The Delhi High Court has held that an instrument cannot be termed as a ‘Cheque’ if it does not specify a certain amount of money to be paid to a certain person. Thus, if the amount written on the instrument is ‘absurd’, the same cannot be called a ‘cheque’ and will not draw any legal consequences under the Negotiable Instruments Act. The observation was made by Additional Judge Praveen Singh of the Patiala House Court while hearing the revision petition of an accused in proceedings under section 138 of Negotiable Instruments Act.
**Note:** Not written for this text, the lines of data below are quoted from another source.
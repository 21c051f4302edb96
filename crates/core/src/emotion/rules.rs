use super::{ClassificationResult, EmotionLabel, ProbabilityVector, NEUTRAL_PRIOR};
use crate::config::ConfigError;
use crate::features::AggregatedFeatures;
use serde::{Deserialize, Serialize};

const LOG_TARGET: &str = "emotion::rules";

/// Decision thresholds of the audio rules. Rule effects are fixed; only the cut-offs move.
#[derive(Clone, Debug, Serialize, Deserialize, PartialEq)]
#[serde(default)]
pub struct RuleThresholds {
    pub excited_f0_min: f32,
    pub excited_rms_min: f32,
    pub excited_rate_min: f32,

    pub happy_f0_min: f32,
    pub happy_rms_min: f32,

    pub angry_rms_min: f32,
    pub angry_zcr_min: f32,
    pub angry_f0_std_min: f32,

    pub sad_f0_max: f32,
    pub sad_rms_max: f32,
    pub sad_rate_max: f32,

    pub calm_rms_max: f32,
    pub calm_f0_std_max: f32,
    pub calm_rate_min: f32,
    pub calm_rate_max: f32,

    pub quiet_rms_max: f32,

    pub fast_rate_min: f32,
    pub fast_rms_min: f32,
}

impl Default for RuleThresholds {
    fn default() -> Self {
        Self {
            excited_f0_min: 185.0,
            excited_rms_min: 0.06,
            excited_rate_min: 3.5,
            happy_f0_min: 155.0,
            happy_rms_min: 0.04,
            angry_rms_min: 0.07,
            angry_zcr_min: 0.12,
            angry_f0_std_min: 35.0,
            sad_f0_max: 140.0,
            sad_rms_max: 0.05,
            sad_rate_max: 3.0,
            calm_rms_max: 0.06,
            calm_f0_std_max: 28.0,
            calm_rate_min: 2.0,
            calm_rate_max: 4.5,
            quiet_rms_max: 0.03,
            fast_rate_min: 4.5,
            fast_rms_min: 0.05,
        }
    }
}

impl RuleThresholds {
    fn named(&self) -> [(&'static str, f32); 18] {
        [
            ("excited_f0_min", self.excited_f0_min),
            ("excited_rms_min", self.excited_rms_min),
            ("excited_rate_min", self.excited_rate_min),
            ("happy_f0_min", self.happy_f0_min),
            ("happy_rms_min", self.happy_rms_min),
            ("angry_rms_min", self.angry_rms_min),
            ("angry_zcr_min", self.angry_zcr_min),
            ("angry_f0_std_min", self.angry_f0_std_min),
            ("sad_f0_max", self.sad_f0_max),
            ("sad_rms_max", self.sad_rms_max),
            ("sad_rate_max", self.sad_rate_max),
            ("calm_rms_max", self.calm_rms_max),
            ("calm_f0_std_max", self.calm_f0_std_max),
            ("calm_rate_min", self.calm_rate_min),
            ("calm_rate_max", self.calm_rate_max),
            ("quiet_rms_max", self.quiet_rms_max),
            ("fast_rate_min", self.fast_rate_min),
            ("fast_rms_min", self.fast_rms_min),
        ]
    }

    pub fn validate(&self) -> Result<(), ConfigError> {
        match self.named().into_iter().find(|(_, v)| !v.is_finite()) {
            Some((name, _)) => Err(ConfigError::InvalidThreshold(name)),
            None => Ok(()),
        }
    }
}

/// One entry of the audio rule table.
#[derive(Clone, Copy)]
pub struct Rule {
    pub id: &'static str,
    pub predicate: fn(&AggregatedFeatures, &RuleThresholds) -> bool,
    pub effects: &'static [(EmotionLabel, f32)],
}

impl std::fmt::Debug for Rule {
    fn fmt(&self, f: &mut std::fmt::Formatter<'_>) -> std::fmt::Result {
        f.debug_struct("Rule")
            .field("id", &self.id)
            .field("effects", &self.effects)
            .finish()
    }
}

fn excited_burst(f: &AggregatedFeatures, t: &RuleThresholds) -> bool {
    f.f0_mean > t.excited_f0_min
        && f.rms_mean > t.excited_rms_min
        && f.speaking_rate > t.excited_rate_min
}

fn bright_voice(f: &AggregatedFeatures, t: &RuleThresholds) -> bool {
    !excited_burst(f, t) && f.f0_mean > t.happy_f0_min && f.rms_mean > t.happy_rms_min
}

fn harsh_loud(f: &AggregatedFeatures, t: &RuleThresholds) -> bool {
    f.rms_mean > t.angry_rms_min && (f.zcr_mean > t.angry_zcr_min || f.f0_std > t.angry_f0_std_min)
}

fn low_slow_quiet(f: &AggregatedFeatures, t: &RuleThresholds) -> bool {
    f.f0_mean < t.sad_f0_max && f.rms_mean < t.sad_rms_max && f.speaking_rate < t.sad_rate_max
}

fn steady_moderate(f: &AggregatedFeatures, t: &RuleThresholds) -> bool {
    f.rms_mean < t.calm_rms_max
        && f.f0_std < t.calm_f0_std_max
        && f.speaking_rate > t.calm_rate_min
        && f.speaking_rate < t.calm_rate_max
}

fn very_quiet(f: &AggregatedFeatures, t: &RuleThresholds) -> bool {
    f.rms_mean < t.quiet_rms_max
}

fn fast_energetic(f: &AggregatedFeatures, t: &RuleThresholds) -> bool {
    f.speaking_rate > t.fast_rate_min && f.rms_mean > t.fast_rms_min
}

/// Evaluated in order; every rule whose predicate holds adds its effects.
pub static RULES: [Rule; 7] = [
    Rule {
        id: "R1",
        predicate: excited_burst,
        effects: &[(EmotionLabel::Excited, 0.55), (EmotionLabel::Happy, 0.20)],
    },
    Rule {
        id: "R2",
        predicate: bright_voice,
        effects: &[(EmotionLabel::Happy, 0.45), (EmotionLabel::Excited, 0.10)],
    },
    Rule {
        id: "R3",
        predicate: harsh_loud,
        effects: &[(EmotionLabel::Angry, 0.50)],
    },
    Rule {
        id: "R4",
        predicate: low_slow_quiet,
        effects: &[(EmotionLabel::Sad, 0.45)],
    },
    Rule {
        id: "R5",
        predicate: steady_moderate,
        effects: &[(EmotionLabel::Calm, 0.35)],
    },
    Rule {
        id: "R6",
        predicate: very_quiet,
        effects: &[(EmotionLabel::Calm, 0.25)],
    },
    Rule {
        id: "R7",
        predicate: fast_energetic,
        effects: &[(EmotionLabel::Excited, 0.20), (EmotionLabel::Happy, 0.10)],
    },
];

/// Outcome of the audio branch together with the rules that produced it.
#[derive(Clone, Debug, PartialEq)]
pub struct AudioVerdict {
    pub result: ClassificationResult,
    pub fired_rules: Vec<&'static str>,
}

/// Maps aggregated prosodic features onto a [`ClassificationResult`].
#[derive(Clone, Debug)]
pub struct AudioRuleClassifier {
    thresholds: RuleThresholds,
    silence_rms_floor: f32,
}

impl AudioRuleClassifier {
    pub fn new(thresholds: RuleThresholds, silence_rms_floor: f32) -> Self {
        Self {
            thresholds,
            silence_rms_floor,
        }
    }

    pub fn thresholds(&self) -> &RuleThresholds {
        &self.thresholds
    }

    pub fn is_silent(&self, features: &AggregatedFeatures) -> bool {
        features.rms_mean <= self.silence_rms_floor
    }

    pub fn fired_rules(&self, features: &AggregatedFeatures) -> Vec<&'static str> {
        RULES
            .iter()
            .filter(|rule| (rule.predicate)(features, &self.thresholds))
            .map(|rule| rule.id)
            .collect()
    }

    /// Unnormalized accumulator: the neutral prior plus the effects of every fired rule.
    pub fn scores(&self, features: &AggregatedFeatures) -> ProbabilityVector {
        let mut acc = ProbabilityVector::with_neutral_prior(NEUTRAL_PRIOR);
        for rule in RULES.iter().filter(|r| (r.predicate)(features, &self.thresholds)) {
            for &(label, weight) in rule.effects {
                acc.add(label, weight);
            }
        }
        acc
    }

    pub fn evaluate(&self, features: &AggregatedFeatures) -> AudioVerdict {
        if self.is_silent(features) {
            tracing::debug!(
                target: LOG_TARGET,
                rms_mean = features.rms_mean,
                floor = self.silence_rms_floor,
                "silent input, audio branch returns uniform distribution"
            );
            return AudioVerdict {
                result: ClassificationResult::uninformative(),
                fired_rules: Vec::new(),
            };
        }
        let fired_rules = self.fired_rules(features);
        let result = ClassificationResult::from_scores(self.scores(features));
        tracing::trace!(
            target: LOG_TARGET,
            fired = ?fired_rules,
            label = %result.label,
            intensity = result.intensity,
            "audio rules evaluated"
        );
        AudioVerdict {
            result,
            fired_rules,
        }
    }

    pub fn classify(&self, features: &AggregatedFeatures) -> ClassificationResult {
        self.evaluate(features).result
    }
}
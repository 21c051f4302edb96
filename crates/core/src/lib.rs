#![deny(warnings)]

pub mod config;
pub mod decode;
pub mod emotion;
pub mod features;
pub mod prosody;
pub mod resample;
pub mod tts;
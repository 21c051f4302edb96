use crate::decode::{downmix_to_mono, f32_to_i16_pcm, i16_to_f32_pcm};
use crate::prosody::{apply_prosody, ProsodyTable};
use crate::tts::{TtsAudio, TtsClient, TtsError, TtsRequest};
use futures::future::BoxFuture;
use futures::FutureExt;

const LOG_TARGET: &str = "tts::prosody";

/// Synthesizes through `C`, then colors the result with the prosody plan of the request's
/// emotion cue. Requests without a cue pass through untouched.
#[derive(Clone, Debug)]
pub struct ProsodyTtsClient<C>
where
    C: TtsClient,
{
    inner: C,
    table: ProsodyTable,
}

impl<C> ProsodyTtsClient<C>
where
    C: TtsClient,
{
    pub fn new(inner: C) -> Self {
        Self::with_table(inner, ProsodyTable::default())
    }

    pub fn with_table(inner: C, table: ProsodyTable) -> Self {
        Self { inner, table }
    }

    pub fn inner(&self) -> &C {
        &self.inner
    }
}

impl<C> TtsClient for ProsodyTtsClient<C>
where
    C: TtsClient,
{
    fn synthesize(&self, request: TtsRequest) -> BoxFuture<'_, Result<TtsAudio, TtsError>> {
        async move {
            let cue = request.emotion;
            let audio = self.inner.synthesize(request).await?;
            let Some(cue) = cue else {
                return Ok(audio);
            };

            let plan = self.table.plan(cue.label, cue.intensity);
            if plan.is_identity() {
                return Ok(audio);
            }

            let mono = downmix_to_mono(
                &i16_to_f32_pcm(&audio.pcm_i16),
                usize::from(audio.channels.max(1)),
            );
            let shaped = apply_prosody(&mono, &plan)?;
            tracing::debug!(
                target: LOG_TARGET,
                label = %cue.label,
                intensity = cue.intensity,
                rate = plan.rate_factor,
                pitch = plan.pitch_shift_semitones,
                energy = plan.energy_factor,
                samples_in = mono.len(),
                samples_out = shaped.len(),
                "applied emotional prosody"
            );

            Ok(TtsAudio {
                sample_rate_hz: audio.sample_rate_hz,
                channels: 1,
                pcm_i16: f32_to_i16_pcm(&shaped),
            })
        }
        .boxed()
    }
}
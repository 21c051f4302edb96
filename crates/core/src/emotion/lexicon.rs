use super::{ClassificationResult, EmotionLabel, ProbabilityVector, NEUTRAL_PRIOR};
use crate::config::ConfigError;
use serde::{Deserialize, Serialize};
use std::collections::BTreeMap;

/// Keyword lists per label. Matching is case-insensitive substring search, so Korean
/// entries are stems that also cover inflected forms.
#[derive(Clone, Debug, Serialize, Deserialize, PartialEq)]
#[serde(transparent)]
pub struct Lexicon(BTreeMap<EmotionLabel, Vec<String>>);

const DEFAULT_KEYWORDS: [(EmotionLabel, &[&str]); 5] = [
    (
        EmotionLabel::Happy,
        &[
            "기뻐", "기쁘", "좋아", "행복", "감사", "웃", "즐거", "신나", "사랑", "happy", "joy",
            "great", "wonderful", "love", "glad", "cheerful",
        ],
    ),
    (
        EmotionLabel::Sad,
        &[
            "슬프", "우울", "힘들", "외로", "눈물", "그리워", "괴로", "아프", "sad", "cry",
            "miss", "lonely", "depressed", "sorrow", "grief",
        ],
    ),
    (
        EmotionLabel::Angry,
        &[
            "화나", "짜증", "열받", "싫어", "분노", "억울", "황당", "angry", "hate", "mad",
            "furious", "frustrated", "annoyed", "upset",
        ],
    ),
    (
        EmotionLabel::Excited,
        &[
            "흥분", "설레", "두근", "기대", "와우", "대박", "놀라", "excited", "wow", "amazing",
            "awesome", "thrilled", "incredible",
        ],
    ),
    (
        EmotionLabel::Calm,
        &[
            "평온", "차분", "괜찮", "안정", "편안", "조용", "calm", "peace", "relax", "okay",
            "fine", "quiet", "serene",
        ],
    ),
];

impl Default for Lexicon {
    fn default() -> Self {
        Self(
            DEFAULT_KEYWORDS
                .iter()
                .map(|(label, words)| (*label, words.iter().map(|w| (*w).to_owned()).collect()))
                .collect(),
        )
    }
}

impl Lexicon {
    pub fn new(entries: BTreeMap<EmotionLabel, Vec<String>>) -> Result<Self, ConfigError> {
        let lexicon = Self(entries);
        lexicon.validate()?;
        Ok(lexicon)
    }

    pub fn keywords(&self, label: EmotionLabel) -> &[String] {
        self.0.get(&label).map(Vec::as_slice).unwrap_or(&[])
    }

    pub fn keyword_count(&self) -> usize {
        self.0.values().map(Vec::len).sum()
    }

    pub fn validate(&self) -> Result<(), ConfigError> {
        if self.keyword_count() == 0 {
            return Err(ConfigError::EmptyLexicon);
        }
        for (label, words) in &self.0 {
            if words.iter().any(|w| w.trim().is_empty()) {
                return Err(ConfigError::EmptyKeyword(*label));
            }
        }
        Ok(())
    }
}

/// Scores free text by counting lexicon hits per label.
#[derive(Clone, Debug)]
pub struct TextLexiconClassifier {
    // (label, lowercased keyword)
    keywords: Vec<(EmotionLabel, String)>,
}

impl TextLexiconClassifier {
    pub fn new(lexicon: &Lexicon) -> Self {
        let keywords = lexicon
            .0
            .iter()
            .flat_map(|(label, words)| words.iter().map(move |w| (*label, w.to_lowercase())))
            .collect();
        Self { keywords }
    }

    /// Neutral prior plus one point per non-overlapping keyword occurrence.
    pub fn scores(&self, text: &str) -> ProbabilityVector {
        let lowered = text.to_lowercase();
        let mut acc = ProbabilityVector::with_neutral_prior(NEUTRAL_PRIOR);
        for (label, keyword) in &self.keywords {
            let hits = lowered.matches(keyword.as_str()).count();
            if hits > 0 {
                acc.add(*label, hits as f32);
            }
        }
        acc
    }

    /// `None` when there is no text to score (absent, empty or whitespace only).
    pub fn classify(&self, text: &str) -> Option<ClassificationResult> {
        if text.trim().is_empty() {
            return None;
        }
        Some(ClassificationResult::from_scores(self.scores(text)))
    }
}
use std::f32::consts::PI;

const WINDOW_LEN: usize = 512;
const SYNTHESIS_HOP: usize = WINDOW_LEN / 2;

/// Plain overlap-add time-scale modification: changes duration to `target_len` samples
/// while keeping the local waveform (and so the pitch) of each window.
pub(crate) fn stretch_to_len(input: &[f32], target_len: usize) -> Vec<f32> {
    if target_len == 0 {
        return Vec::new();
    }
    if input.is_empty() {
        return vec![0.0; target_len];
    }
    if input.len() == target_len {
        return input.to_vec();
    }

    let window = hann(WINDOW_LEN);
    let analysis_hop = SYNTHESIS_HOP as f64 * input.len() as f64 / target_len as f64;

    let mut out = vec![0.0f32; target_len];
    let mut norm = vec![0.0f32; target_len];
    let mut k = 0usize;
    loop {
        let out_pos = k * SYNTHESIS_HOP;
        if out_pos >= target_len {
            break;
        }
        let in_pos = (k as f64 * analysis_hop).round() as usize;
        for (j, &w) in window.iter().enumerate() {
            let o = out_pos + j;
            if o >= target_len {
                break;
            }
            let x = input.get(in_pos + j).copied().unwrap_or(0.0);
            out[o] += x * w;
            norm[o] += w;
        }
        k += 1;
    }

    for (y, &n) in out.iter_mut().zip(&norm) {
        if n > 1e-3 {
            *y /= n;
        }
    }
    out
}

/// Periodic Hann window, which sums to a constant at 50% overlap.
fn hann(n: usize) -> Vec<f32> {
    (0..n)
        .map(|i| 0.5 - 0.5 * (2.0 * PI * i as f32 / n as f32).cos())
        .collect()
}

#[cfg(test)]
mod tests {
    use super::*;

    #[test]
    fn produces_requested_length() {
        let input: Vec<f32> = (0..3_000).map(|i| (i as f32 * 0.05).sin()).collect();
        assert_eq!(stretch_to_len(&input, 6_000).len(), 6_000);
        assert_eq!(stretch_to_len(&input, 1_234).len(), 1_234);
        assert!(stretch_to_len(&input, 0).is_empty());
        assert_eq!(stretch_to_len(&[], 10), vec![0.0; 10]);
    }

    #[test]
    fn same_length_is_a_copy() {
        let input = vec![0.25, -0.5, 0.75];
        assert_eq!(stretch_to_len(&input, 3), input);
    }

    #[test]
    fn constant_signal_keeps_its_level() {
        let input = vec![0.4f32; 4_000];
        let out = stretch_to_len(&input, 8_000);
        // first window ramps in from zero weight
        for &y in &out[SYNTHESIS_HOP..7_000] {
            assert!((y - 0.4).abs() < 1e-3, "sample {y}");
        }
    }

    #[test]
    fn stretching_keeps_period() {
        // 40-sample period (400 Hz at 16 kHz)
        let input: Vec<f32> = (0..8_000)
            .map(|i| (2.0 * PI * i as f32 / 40.0).sin())
            .collect();
        let out = stretch_to_len(&input, 16_000);
        let crossings = out[1_000..15_000]
            .windows(2)
            .filter(|w| w[0] < 0.0 && w[1] >= 0.0)
            .count();
        assert!((crossings as i64 - 14_000 / 40).abs() <= 20, "crossings {crossings}");
    }
}
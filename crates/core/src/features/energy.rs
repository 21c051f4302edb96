/// Root-mean-square energy of a frame.
pub fn rms(frame: &[f32]) -> f32 {
    if frame.is_empty() {
        return 0.0;
    }
    let sum_sq: f64 = frame.iter().map(|&x| f64::from(x) * f64::from(x)).sum();
    (sum_sq / frame.len() as f64).sqrt() as f32
}

/// Zero-crossing rate in `[0, 1]`: `mean(|sign(x[t]) - sign(x[t-1])|) / 2` over `t = 1..len`.
///
/// Exact zeros have sign 0, so a touch of the axis counts as half a crossing.
pub fn zero_crossing_rate(frame: &[f32]) -> f32 {
    if frame.len() < 2 {
        return 0.0;
    }
    let total: f64 = frame
        .windows(2)
        .map(|w| f64::from((sign(w[1]) - sign(w[0])).abs()))
        .sum();
    (total / (frame.len() - 1) as f64 / 2.0) as f32
}

fn sign(x: f32) -> f32 {
    if x > 0.0 {
        1.0
    } else if x < 0.0 {
        -1.0
    } else {
        0.0
    }
}
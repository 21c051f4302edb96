/// Counts energy onsets: strict local maxima of the RMS envelope that exceed
/// `threshold_ratio * mean(rms)`.
pub fn count_onsets(rms: &[f32], threshold_ratio: f32) -> usize {
    if rms.len() < 3 {
        return 0;
    }
    let mean = rms.iter().map(|&x| f64::from(x)).sum::<f64>() / rms.len() as f64;
    let threshold = (mean * f64::from(threshold_ratio)) as f32;
    rms.windows(3)
        .filter(|w| w[1] > w[0] && w[1] > w[2] && w[1] > threshold)
        .count()
}

/// Onsets per second of utterance; `0.0` for non-positive durations.
pub fn speaking_rate(rms: &[f32], duration_secs: f32, threshold_ratio: f32) -> f32 {
    if duration_secs <= 0.0 || !duration_secs.is_finite() {
        return 0.0;
    }
    count_onsets(rms, threshold_ratio) as f32 / duration_secs
}

#[cfg(test)]
mod tests {
    use super::*;

    #[test]
    fn counts_peaks_above_threshold() {
        let env = [0.1, 0.5, 0.1, 0.6, 0.2, 0.7, 0.1];
        assert_eq!(count_onsets(&env, 0.5), 3);
    }

    #[test]
    fn small_ripples_below_threshold_are_ignored() {
        // mean = 0.3, threshold 0.15: the bump at 0.06 does not count
        let env = [0.01, 0.06, 0.02, 0.9, 0.01, 0.8, 0.3];
        assert_eq!(count_onsets(&env, 0.5), 2);
    }

    #[test]
    fn plateaus_and_edges_are_not_onsets() {
        assert_eq!(count_onsets(&[0.5, 0.5, 0.5, 0.5], 0.5), 0);
        assert_eq!(count_onsets(&[0.9, 0.1, 0.2], 0.5), 0);
        assert_eq!(count_onsets(&[0.1, 0.9], 0.5), 0);
    }

    #[test]
    fn rate_divides_by_duration() {
        let env = [0.1, 0.5, 0.1, 0.6, 0.2, 0.7, 0.1];
        assert!((speaking_rate(&env, 2.0, 0.5) - 1.5).abs() < 1e-6);
        assert_eq!(speaking_rate(&env, 0.0, 0.5), 0.0);
        assert_eq!(speaking_rate(&env, -1.0, 0.5), 0.0);
    }
}
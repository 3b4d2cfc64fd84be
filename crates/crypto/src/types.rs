//! Zeroizing cryptographic key types
//!
//! Content-encryption keys and the GCM nonce/AAD drawn for every hybrid
//! envelope live in these wrappers so the bytes are cleared on drop.

use zeroize::{Zeroize, ZeroizeOnDrop};

/// Size of an AES-256 content-encryption key
pub const AES_KEY_SIZE: usize = 32;

/// Size of the GCM nonce
pub const NONCE_SIZE: usize = 12;

/// Size of the random additional authenticated data
pub const AAD_SIZE: usize = 12;

/// AES-256 key (32 bytes) that zeroizes on drop
#[derive(Clone, Zeroize, ZeroizeOnDrop, Default)]
pub struct AesKey(pub(crate) [u8; AES_KEY_SIZE]);

impl AesKey {
    /// Create a new AES key from a 32-byte slice
    pub fn from_slice(bytes: &[u8]) -> Result<Self, KeyError> {
        let mut key = [0u8; AES_KEY_SIZE];
        copy_exact(bytes, &mut key)?;
        Ok(AesKey(key))
    }

    /// Get a reference to the key bytes
    pub fn as_slice(&self) -> &[u8] {
        &self.0
    }

    /// Get a mutable reference to the key bytes
    pub fn as_mut_slice(&mut self) -> &mut [u8] {
        &mut self.0
    }
}

/// 96-bit nonce (12 bytes) that zeroizes on drop
#[derive(Clone, Zeroize, ZeroizeOnDrop, Default)]
pub struct Nonce96(pub(crate) [u8; NONCE_SIZE]);

impl Nonce96 {
    /// Create a new nonce from a 12-byte slice
    pub fn from_slice(bytes: &[u8]) -> Result<Self, KeyError> {
        let mut nonce = [0u8; NONCE_SIZE];
        copy_exact(bytes, &mut nonce)?;
        Ok(Nonce96(nonce))
    }

    pub fn as_slice(&self) -> &[u8] {
        &self.0
    }

    pub fn as_mut_slice(&mut self) -> &mut [u8] {
        &mut self.0
    }
}

/// 96-bit additional authenticated data bound into every GCM seal
#[derive(Clone, Zeroize, ZeroizeOnDrop, Default)]
pub struct Aad96(pub(crate) [u8; AAD_SIZE]);

impl Aad96 {
    pub fn from_slice(bytes: &[u8]) -> Result<Self, KeyError> {
        let mut aad = [0u8; AAD_SIZE];
        copy_exact(bytes, &mut aad)?;
        Ok(Aad96(aad))
    }

    pub fn as_slice(&self) -> &[u8] {
        &self.0
    }

    pub fn as_mut_slice(&mut self) -> &mut [u8] {
        &mut self.0
    }
}

fn copy_exact(src: &[u8], dst: &mut [u8]) -> Result<(), KeyError> {
    if src.len() != dst.len() {
        return Err(KeyError::InvalidLength {
            expected: dst.len(),
            got: src.len(),
        });
    }
    dst.copy_from_slice(src);
    Ok(())
}

/// Key-related errors
#[derive(Debug, thiserror::Error)]
pub enum KeyError {
    #[error("Invalid key length: expected {expected}, got {got}")]
    InvalidLength { expected: usize, got: usize },
}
In this case, a cheque was drawn in favor of the respondent“Forty Four Lacs Eighteen Lacs Eight Hundred and Ninety Six only”. Thus, it was dishonored for the reason that“either cheque was drawn irregularly or the amount differs in words and figures “by the bank.
The Revisionist contended that the aforesaid amount could not be ascertained and thus the document which was presented before the bank was neither a Bill nor a cheque under section 5 and 6 of the NI Act, respectively and the offense under section 138 NI Act could not have been attracted.
The Respondent complainant on the other hand contended that the Revisionist cannot take advantage of his own wrong when he filed an incorrect and incoherent amount in the cheque while describing the words with, mala fide intention.
It was also pointed despite a valid legal notice was served upon the Revisionist, still, neither he paid the amount, nor proposed to issue a replacement cheque and therefore, it was held that the judgment of Supreme Court in M/s Laxmi Dyechem vs. the State of Gujarat (2012) 13SCC375 could be referenced squarely for this case.
2. Findings of the Court:
The court observed that for an instrument to be a cheque, it had to satisfy the following five conditions of being valid under the NI Act.
i. Such an instrument must be in writing;
ii. Shall contain an unconditional order signed by the maker;
iii. Shall contain a direction for the person to pay;
iv. Must involve a certain sum of money;
v. Only to, or order of a certain person or to the bearer of the instrument.
When it comes the condition no.4 above, the court had noted the direction should pay a “certain sum of money”. However, in the present case, it was found to be ambiguous.
The learned counsel stated ”There could be no dispute about the instrument being a cheque within the definition of section 6 of the NI Act but for its failure to meet the condition of certainty of the amount to be paid, the court stated.
The amount stated to words is absurd and thus the certainty which is required by section 5 & 6 of the NI Act with regard to the amount to be paid is missing in this instrument. Therefore, it was held that the instrument was invalid in nature when presented to the bank.
4. Absurdity in Instrument doesn’t qualify under S.18 of the Act:
It has been specifically provided under the S.18 of the NI Act that in cases where the amount is stated differently in words and figures, such amount stated in figures will be regarded irrelevant and only the amount stated in words shall be considered relevant. As there were ambiguities, in this case, it was held that section 18 of the Act shall not be attracted. Thus, the court stated that in this case even section 18 cannot be applied to the instrument in question, due to the absurdity of the amounts as mentioned in words in the instrument as per the Court statement.